Aussi, peut-on arriver à la conclusion qu'écouter de la merde
permet de draguer facilement ? Je ne l'espère sincèrement pas,
et rappelons-nous que c'est le public féminin hystérique qui
plébiscita en premier Elvis Presley, les Beatles, les Rolling Stones
et les Who. Bien sûr, les groupes ne pouvaient pas jouer dans le
brouhaha, mais ils vendirent des disques grâce aux jeunes filles.
Aussi, le Rock peut être fédérateur. La comparaison entre
Earthless et les Beatles s'arrêtera là.
Earthless
est donc un trio essentiellement instrumental mené par un véritable
génie de la six-corde électrique : Isaiah Mitchell. Le garçon
est surprenant, car il déclara qu'il découvrit en fait Hendrix plus
tard, ses principales influences étant Cream, les Rolling Stones et
les Beatles.
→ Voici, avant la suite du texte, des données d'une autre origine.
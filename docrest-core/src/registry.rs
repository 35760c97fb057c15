//! Process-wide cache of collection handles.
//!
//! The [`CollectionRegistry`] owns the storage backend and hands out one
//! [`Collection`] per canonical name. Handles are built lazily on first reference and are
//! never evicted: the set of collections is controlled by the operator, not by requests.
//!
//! Lookups take a shared read lock; a miss upgrades to the write lock and re-checks
//! before inserting, so concurrent first references to a name agree on one handle.

use std::{collections::HashMap, sync::Arc};

use mea::rwlock::RwLock;

use crate::{
    backend::DynStoreBackend,
    collection::Collection,
    error::DocumentStoreResult,
    naming::Namespace,
};

#[derive(Debug)]
pub struct CollectionRegistry {
    backend: Arc<dyn DynStoreBackend>,
    namespace: Namespace,
    handles: RwLock<HashMap<String, Collection>>,
}

impl CollectionRegistry {
    pub fn new(backend: Arc<dyn DynStoreBackend>, namespace: Namespace) -> Self {
        Self {
            backend,
            namespace,
            handles: RwLock::new(HashMap::new()),
        }
    }

    /// Returns the handle for a canonical collection name, creating it on first use.
    pub async fn get(&self, name: &str) -> Collection {
        {
            let handles = self.handles.read().await;
            if let Some(handle) = handles.get(name) {
                return handle.clone();
            }
        }

        let mut handles = self.handles.write().await;
        handles
            .entry(name.to_string())
            .or_insert_with(|| {
                tracing::debug!(collection = name, "creating collection handle");
                Collection::new(name.to_string(), self.backend.clone())
            })
            .clone()
    }

    /// Resolves a raw URL segment to its canonical name and returns that handle.
    pub async fn resolve(&self, raw: &str) -> Collection {
        self.get(self.namespace.resolve(raw)).await
    }

    /// Lists the canonical names of every collection in the store, in store order.
    pub async fn collection_names(&self) -> DocumentStoreResult<Vec<String>> {
        Ok(self
            .namespace
            .strip_all(self.backend.list_collection_names().await?))
    }

    /// Number of handles created so far.
    pub async fn len(&self) -> usize {
        self.handles.read().await.len()
    }
}

#[cfg(test)]
mod tests {
    use super::*;
    use async_trait::async_trait;
    use bson::Document;

    use crate::{
        backend::StoreBackend,
        document::{DocumentId, UpdateAck},
        query::QueryFilter,
    };

    #[derive(Debug, Default)]
    struct NamesOnly;

    #[async_trait]
    impl StoreBackend for NamesOnly {
        async fn find_documents(&self, _filter: Option<&QueryFilter>, _collection: &str) -> DocumentStoreResult<Vec<Document>> {
            Ok(vec![])
        }

        async fn find_document_by_id(&self, _id: &DocumentId, _collection: &str) -> DocumentStoreResult<Option<Document>> {
            Ok(None)
        }

        async fn insert_document(&self, document: Document, _collection: &str) -> DocumentStoreResult<Document> {
            Ok(document)
        }

        async fn update_document_by_id(&self, _id: &DocumentId, _patch: Document, _collection: &str) -> DocumentStoreResult<UpdateAck> {
            Ok(UpdateAck::new(0, 0))
        }

        async fn remove_document_by_id(&self, _id: &DocumentId, _collection: &str) -> DocumentStoreResult<u64> {
            Ok(0)
        }

        async fn list_collection_names(&self) -> DocumentStoreResult<Vec<String>> {
            Ok(vec!["shop.orders".to_string(), "items".to_string()])
        }
    }

    fn registry() -> CollectionRegistry {
        CollectionRegistry::new(Arc::new(NamesOnly), Namespace::new("shop"))
    }

    #[tokio::test]
    async fn repeated_gets_share_one_handle() {
        let registry = registry();

        let first = registry.get("orders").await;
        let second = registry.get("orders").await;

        assert!(first.ptr_eq(&second));
        assert_eq!(registry.len().await, 1);
    }

    #[tokio::test]
    async fn prefixed_segments_resolve_to_the_canonical_handle() {
        let registry = registry();

        let bare = registry.resolve("orders").await;
        let prefixed = registry.resolve("shop.orders").await;

        assert_eq!(prefixed.name(), "orders");
        assert!(bare.ptr_eq(&prefixed));
    }

    #[tokio::test]
    async fn concurrent_first_references_agree() {
        let registry = Arc::new(registry());

        let tasks = (0..16)
            .map(|_| {
                let registry = registry.clone();
                tokio::spawn(async move { registry.get("items").await })
            })
            .collect::<Vec<_>>();

        let mut handles = Vec::new();
        for task in tasks {
            handles.push(task.await.unwrap());
        }

        assert!(handles.windows(2).all(|pair| pair[0].ptr_eq(&pair[1])));
        assert_eq!(registry.len().await, 1);
    }

    #[tokio::test]
    async fn collection_names_are_canonical() {
        assert_eq!(registry().collection_names().await.unwrap(), vec!["orders", "items"]);
    }
}
//! In-memory storage implementation for document stores.
//!
//! This module provides a simple in-memory backend that stores documents as BSON
//! documents per collection, guarded by an async-safe read-write lock.

use std::{collections::HashMap, sync::Arc};
use async_trait::async_trait;
use mea::rwlock::RwLock;
use bson::Document;

use docrest_core::{
    backend::{StoreBackend, StoreBackendBuilder},
    document::{DocumentId, ID_FIELD, UpdateAck, display_id, ensure_id},
    error::{DocumentStoreError, DocumentStoreResult},
    query::QueryFilter,
};

use crate::evaluator::DocumentEvaluator;

type CollectionDocs = Vec<Document>;
type StoreMap = HashMap<String, CollectionDocs>;


/// Thread-safe in-memory document storage backend.
///
/// This struct implements the [`StoreBackend`] trait to provide a fully functional
/// document store that operates entirely in memory using async-aware read-write locks.
/// Documents keep their insertion order within a collection; collections are created on
/// first insert, as MongoDB does.
///
/// # Thread Safety
///
/// `InMemoryStore` is cloneable and uses an `Arc`-wrapped internal state, allowing
/// it to be safely shared across async tasks. Multiple clones of the same instance
/// share the same underlying data.
///
/// # Performance
///
/// Queries and identifier lookups scan the collection (no indexing). It is meant for
/// development and tests.
///
/// # Example
///
/// ```ignore
/// use docrest_memory::InMemoryStore;
/// use docrest_core::backend::StoreBackend;
/// use bson::doc;
///
/// #[tokio::main]
/// async fn main() -> Result<(), Box<dyn std::error::Error>> {
///     let store = InMemoryStore::new();
///
///     let inserted = store.insert_document(doc! { "name": "Alice", "age": 30 }, "users").await?;
///     let docs = store.find_documents(None, "users").await?;
///     assert_eq!(docs, vec![inserted]);
///
///     Ok(())
/// }
/// ```
#[derive(Default, Clone, Debug)]
pub struct InMemoryStore {
    /// The main storage map: collection_name -> documents in insertion order
    store: Arc<RwLock<StoreMap>>,
}

impl InMemoryStore {
    /// Creates a new empty in-memory document store.
    pub fn new() -> Self {
        Self {
            store: Arc::new(RwLock::new(StoreMap::new())),
        }
    }

    /// Creates a builder for constructing an `InMemoryStore`.
    pub fn builder() -> InMemoryStoreBuilder {
        InMemoryStoreBuilder::default()
    }
}

fn position_of(documents: &[Document], id: &DocumentId) -> Option<usize> {
    documents
        .iter()
        .position(|doc| doc.get(ID_FIELD).is_some_and(|value| id.matches(value)))
}


#[async_trait]
impl StoreBackend for InMemoryStore {
    async fn find_documents(&self, filter: Option<&QueryFilter>, collection: &str) -> DocumentStoreResult<Vec<Document>> {
        let store = self.store.read().await;
        let documents = match store.get(collection) {
            Some(col) => col,
            None => return Ok(vec![]),
        };

        match filter {
            Some(filter) if !filter.is_empty() => DocumentEvaluator::filter_documents(documents, filter),
            _ => Ok(documents.clone()),
        }
    }

    async fn find_document_by_id(&self, id: &DocumentId, collection: &str) -> DocumentStoreResult<Option<Document>> {
        let store = self.store.read().await;

        Ok(
            store
                .get(collection)
                .and_then(|documents| position_of(documents, id).map(|index| documents[index].clone()))
        )
    }

    async fn insert_document(&self, document: Document, collection: &str) -> DocumentStoreResult<Document> {
        let document = ensure_id(document);

        let mut store = self.store.write().await;
        let documents = store
            .entry(collection.to_string())
            .or_default();

        if let Some(id) = document.get(ID_FIELD) {
            if documents.iter().any(|doc| doc.get(ID_FIELD) == Some(id)) {
                return Err(DocumentStoreError::DocumentAlreadyExists(
                    display_id(id),
                    collection.to_string(),
                ));
            }
        }

        documents.push(document.clone());

        Ok(document)
    }

    async fn update_document_by_id(&self, id: &DocumentId, patch: Document, collection: &str) -> DocumentStoreResult<UpdateAck> {
        let mut store = self.store.write().await;
        let Some(documents) = store.get_mut(collection) else {
            return Ok(UpdateAck::new(0, 0));
        };
        let Some(index) = position_of(documents, id) else {
            return Ok(UpdateAck::new(0, 0));
        };
        let document = &mut documents[index];

        if let Some(new_id) = patch.get(ID_FIELD) {
            if document.get(ID_FIELD) != Some(new_id) {
                return Err(DocumentStoreError::InvalidDocument(
                    "the _id field is immutable".to_string(),
                ));
            }
        }

        let mut modified = false;

        for (field, value) in patch {
            if document.get(&field) != Some(&value) {
                modified = true;
                document.insert(field, value);
            }
        }

        Ok(UpdateAck::new(1, u64::from(modified)))
    }

    async fn remove_document_by_id(&self, id: &DocumentId, collection: &str) -> DocumentStoreResult<u64> {
        let mut store = self.store.write().await;
        let Some(documents) = store.get_mut(collection) else {
            return Ok(0);
        };

        match position_of(documents, id) {
            Some(index) => {
                documents.remove(index);
                Ok(1)
            }
            None => Ok(0),
        }
    }

    async fn list_collection_names(&self) -> DocumentStoreResult<Vec<String>> {
        Ok(
            self.store
                .read()
                .await
                .keys()
                .cloned()
                .collect()
        )
    }
}

/// Builder for constructing [`InMemoryStore`] instances.
///
/// # Example
///
/// ```ignore
/// use docrest_memory::InMemoryStore;
/// use docrest_core::backend::StoreBackendBuilder;
///
/// #[tokio::main]
/// async fn main() {
///     let store = InMemoryStore::builder().build().await.unwrap();
/// }
/// ```
#[derive(Default)]
pub struct InMemoryStoreBuilder;

#[async_trait]
impl StoreBackendBuilder for InMemoryStoreBuilder {
    type Backend = InMemoryStore;

    /// Builds and returns a new [`InMemoryStore`] instance.
    ///
    /// This always succeeds and returns a freshly initialized store.
    async fn build(self) -> DocumentStoreResult<Self::Backend> {
        Ok(InMemoryStore::new())
    }
}

#[cfg(test)]
mod tests {
    use super::*;
    use bson::{Bson, doc};
    use serde_json::json;

    #[tokio::test]
    async fn insert_assigns_an_object_id_first() {
        let store = InMemoryStore::new();

        let inserted = store.insert_document(doc! { "v": 7 }, "items").await.unwrap();

        assert_eq!(inserted.keys().next().map(String::as_str), Some(ID_FIELD));
        assert!(matches!(inserted.get(ID_FIELD), Some(Bson::ObjectId(_))));
        assert_eq!(inserted.get_i32("v").unwrap(), 7);
    }

    #[tokio::test]
    async fn duplicate_ids_are_rejected() {
        let store = InMemoryStore::new();
        store.insert_document(doc! { "_id": "1" }, "items").await.unwrap();

        let err = store.insert_document(doc! { "_id": "1" }, "items").await.unwrap_err();
        assert!(matches!(err, DocumentStoreError::DocumentAlreadyExists(id, col) if id == "1" && col == "items"));
    }

    #[tokio::test]
    async fn unknown_ids_find_nothing() {
        let store = InMemoryStore::new();
        store.insert_document(doc! { "_id": "1" }, "items").await.unwrap();

        let found = store.find_document_by_id(&DocumentId::parse("2"), "items").await.unwrap();
        assert_eq!(found, None);
        let found = store.find_document_by_id(&DocumentId::parse("1"), "nowhere").await.unwrap();
        assert_eq!(found, None);
    }

    #[tokio::test]
    async fn updates_merge_set_fields_only() {
        let store = InMemoryStore::new();
        store.insert_document(doc! { "_id": "1", "a": 1, "b": 2 }, "items").await.unwrap();

        let ack = store
            .update_document_by_id(&DocumentId::parse("1"), doc! { "b": 3, "c": 4 }, "items")
            .await
            .unwrap();
        assert_eq!(ack, UpdateAck::new(1, 1));

        let stored = store.find_document_by_id(&DocumentId::parse("1"), "items").await.unwrap();
        assert_eq!(stored, Some(doc! { "_id": "1", "a": 1, "b": 3, "c": 4 }));
    }

    #[tokio::test]
    async fn updates_report_unchanged_and_missing_documents() {
        let store = InMemoryStore::new();
        store.insert_document(doc! { "_id": "1", "a": 1 }, "items").await.unwrap();

        let same = store
            .update_document_by_id(&DocumentId::parse("1"), doc! { "a": 1 }, "items")
            .await
            .unwrap();
        let missing = store
            .update_document_by_id(&DocumentId::parse("9"), doc! { "a": 1 }, "items")
            .await
            .unwrap();

        assert_eq!(same, UpdateAck::new(1, 0));
        assert_eq!(missing, UpdateAck::new(0, 0));
    }

    #[tokio::test]
    async fn the_id_cannot_be_changed() {
        let store = InMemoryStore::new();
        store.insert_document(doc! { "_id": "1" }, "items").await.unwrap();

        let err = store
            .update_document_by_id(&DocumentId::parse("1"), doc! { "_id": "2" }, "items")
            .await
            .unwrap_err();
        assert_eq!(err.kind(), "invalid_document");
    }

    #[tokio::test]
    async fn remove_reports_how_many_went() {
        let store = InMemoryStore::new();
        store.insert_document(doc! { "_id": "1" }, "items").await.unwrap();

        assert_eq!(store.remove_document_by_id(&DocumentId::parse("1"), "items").await.unwrap(), 1);
        assert_eq!(store.remove_document_by_id(&DocumentId::parse("1"), "items").await.unwrap(), 0);
        assert!(store.find_documents(None, "items").await.unwrap().is_empty());
    }

    #[tokio::test]
    async fn find_filters_with_coerced_values() {
        let store = InMemoryStore::new();
        store.insert_document(doc! { "status": "open", "amount": 120 }, "orders").await.unwrap();
        store.insert_document(doc! { "status": "open", "amount": 0 }, "orders").await.unwrap();
        store.insert_document(doc! { "status": "closed", "amount": 5 }, "orders").await.unwrap();

        let params = json!({ "status": "open", "amount": "120" });
        let filter = QueryFilter::from_params(params.as_object().unwrap());
        let found = store.find_documents(Some(&filter), "orders").await.unwrap();

        assert_eq!(found.len(), 1);
        assert_eq!(found[0].get_i32("amount").unwrap(), 120);
        assert_eq!(store.find_documents(None, "orders").await.unwrap().len(), 3);
    }

    #[tokio::test]
    async fn collections_appear_on_first_insert() {
        let store = InMemoryStore::new();
        assert!(store.list_collection_names().await.unwrap().is_empty());

        store.insert_document(doc! { "a": 1 }, "orders").await.unwrap();
        assert_eq!(store.list_collection_names().await.unwrap(), vec!["orders"]);
    }
}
Il n'a aucune connaissance encyclopédique sur le Rock,
il n'est guidé que par la passion de jouer du Blues psychédélique.
L'homme n'a d'ailleurs aucun plan de carrière, se laissant porter au
gré des projets musicaux. Pour Golden Void, il chante également,
très bien. Pour Earthless, il n'en voit pas l'intérêt. Il est
aussi l'invité de multiples jams entre musiciens, dont certaines ont
fait l'objet d'albums en pressage vinyle uniquement, réservé aux
esthètes, donc. Il use essentiellement une vieille Fender
Stratocaster râpée se rapprochant de plus en plus de celle de Rory
Gallagher, qu'il ne doit pas connaître plus que cela. Il parle
matériel musical, amplificateur, donne des cours de guitare et se
laisse porter par le vent. Son humilité l'oblige à rendre hommage à
sa fidèle section rythmique de Earthless, dont le batteur Mario
Rubalcaba qu'il considère comme le digne successeur de Mitch
Mitchell.
Nous
ne trouverons donc pas ici de compositeur torturé, de poète maudit,
de bête de scène ambiguë, et encore moins d'artiste capricieux.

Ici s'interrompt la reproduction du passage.